Stored items ▸
((
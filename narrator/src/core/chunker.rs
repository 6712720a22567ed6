//! Splitting long scripts into provider-sized chunks.
//!
//! Chunks are built from whole paragraphs whenever possible. A paragraph
//! that is too long on its own is broken into sentences, and a single
//! sentence that is still too long is kept whole rather than cut mid-word.
//! The output depends only on `(text, max_chars)`, which is what lets a
//! resumed job line its persisted records up with a fresh split.
//!
//! All lengths are counted in Unicode scalar values (`char`s), matching how
//! the provider meters characters.

use thiserror::Error;

use crate::config::CharacterBudget;

const PARAGRAPH_SEPARATOR: &str = "\n\n";
const SENTENCE_SEPARATOR: &str = " ";
const SENTENCE_BOUNDARY: &str = ". ";

/// Minutes of audio a full-size chunk produces, low and high estimates.
pub const MINUTES_PER_FULL_CHUNK: (f64, f64) = (5.0, 6.0);

#[derive(Debug, Error, PartialEq, Eq)]
pub enum ChunkingError {
    #[error("Input text is empty")]
    EmptyInput,

    #[error("Chunk size must be greater than zero")]
    InvalidBudget,

    #[error("Chunk {index} has {length} characters, above the provider limit of {limit}")]
    SegmentTooLong {
        index: usize,
        length: usize,
        limit: usize,
    },
}

pub type ChunkingResult<T> = Result<T, ChunkingError>;

#[inline]
fn char_len(s: &str) -> usize {
    s.chars().count()
}

/// Accumulates pieces into chunks no longer than `max_chars`.
struct ChunkBuilder {
    max_chars: usize,
    chunks: Vec<String>,
    current: String,
    current_len: usize,
}

impl ChunkBuilder {
    fn new(max_chars: usize) -> Self {
        Self {
            max_chars,
            chunks: Vec::new(),
            current: String::new(),
            current_len: 0,
        }
    }

    /// Append `piece`, closing the current chunk first if it would overflow.
    fn push(&mut self, piece: &str, separator: &str) {
        let piece_len = char_len(piece);

        if self.current.is_empty() {
            self.current.push_str(piece);
            self.current_len = piece_len;
            return;
        }

        let joined_len = self.current_len + char_len(separator) + piece_len;
        if joined_len <= self.max_chars {
            self.current.push_str(separator);
            self.current.push_str(piece);
            self.current_len = joined_len;
        } else {
            self.close();
            self.current.push_str(piece);
            self.current_len = piece_len;
        }
    }

    fn close(&mut self) {
        if !self.current.is_empty() {
            self.chunks.push(std::mem::take(&mut self.current));
            self.current_len = 0;
        }
    }

    fn finish(mut self) -> Vec<String> {
        self.close();
        self.chunks
    }
}

/// Split a paragraph on `". "`, keeping the period with its sentence.
fn sentences(paragraph: &str) -> impl Iterator<Item = &str> {
    paragraph
        .split_inclusive(SENTENCE_BOUNDARY)
        .map(str::trim)
        .filter(|s| !s.is_empty())
}

/// Split `text` into ordered chunks of at most `max_chars` characters.
///
/// A chunk only exceeds `max_chars` when it consists of a single sentence
/// that is longer than the budget.
pub fn split(text: &str, max_chars: usize) -> ChunkingResult<Vec<String>> {
    if max_chars == 0 {
        return Err(ChunkingError::InvalidBudget);
    }
    if text.trim().is_empty() {
        return Err(ChunkingError::EmptyInput);
    }

    let mut builder = ChunkBuilder::new(max_chars);

    for paragraph in text
        .split(PARAGRAPH_SEPARATOR)
        .map(str::trim)
        .filter(|p| !p.is_empty())
    {
        if char_len(paragraph) <= max_chars {
            builder.push(paragraph, PARAGRAPH_SEPARATOR);
            continue;
        }

        for (i, sentence) in sentences(paragraph).enumerate() {
            let separator = if i == 0 {
                PARAGRAPH_SEPARATOR
            } else {
                SENTENCE_SEPARATOR
            };
            builder.push(sentence, separator);
        }
    }

    Ok(builder.finish())
}

/// Chunker bound to a model's character budget.
#[derive(Debug, Clone, Copy)]
pub struct TextChunker {
    budget: CharacterBudget,
}

impl TextChunker {
    pub fn new(budget: CharacterBudget) -> Self {
        Self { budget }
    }

    /// Split `text` and reject any chunk the provider would refuse.
    pub fn split(&self, text: &str) -> ChunkingResult<Vec<String>> {
        let chunks = split(text, self.budget.chunk_chars)?;

        for (index, chunk) in chunks.iter().enumerate() {
            let length = char_len(chunk);
            if length > self.budget.request_limit {
                return Err(ChunkingError::SegmentTooLong {
                    index,
                    length,
                    limit: self.budget.request_limit,
                });
            }
        }

        Ok(chunks)
    }

    /// Split `text` into a [`ChunkPlan`].
    pub fn plan(&self, text: &str) -> ChunkingResult<ChunkPlan> {
        let chunks = self.split(text)?;
        Ok(ChunkPlan {
            max_chars: self.budget.chunk_chars,
            total_characters: char_len(text),
            chunks,
        })
    }
}

/// The chunks of a script, plus the figures needed to preview a job.
#[derive(Debug, Clone)]
pub struct ChunkPlan {
    pub max_chars: usize,
    pub total_characters: usize,
    pub chunks: Vec<String>,
}

impl ChunkPlan {
    pub fn len(&self) -> usize {
        self.chunks.len()
    }

    pub fn is_empty(&self) -> bool {
        self.chunks.is_empty()
    }

    /// Character count of every chunk, in order.
    pub fn sizes(&self) -> Vec<usize> {
        self.chunks.iter().map(|c| char_len(c)).collect()
    }

    /// Estimated audio length in minutes, low and high.
    ///
    /// Each chunk contributes in proportion to how full it is.
    pub fn estimated_minutes(&self) -> (f64, f64) {
        let full_chunks: f64 = self
            .sizes()
            .iter()
            .map(|&size| size as f64 / self.max_chars as f64)
            .sum();
        (
            full_chunks * MINUTES_PER_FULL_CHUNK.0,
            full_chunks * MINUTES_PER_FULL_CHUNK.1,
        )
    }
}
))
What you need to do ▸ Above are entries; state the number of lines among them that contain "const", and nothing else.

Your response ▸ 4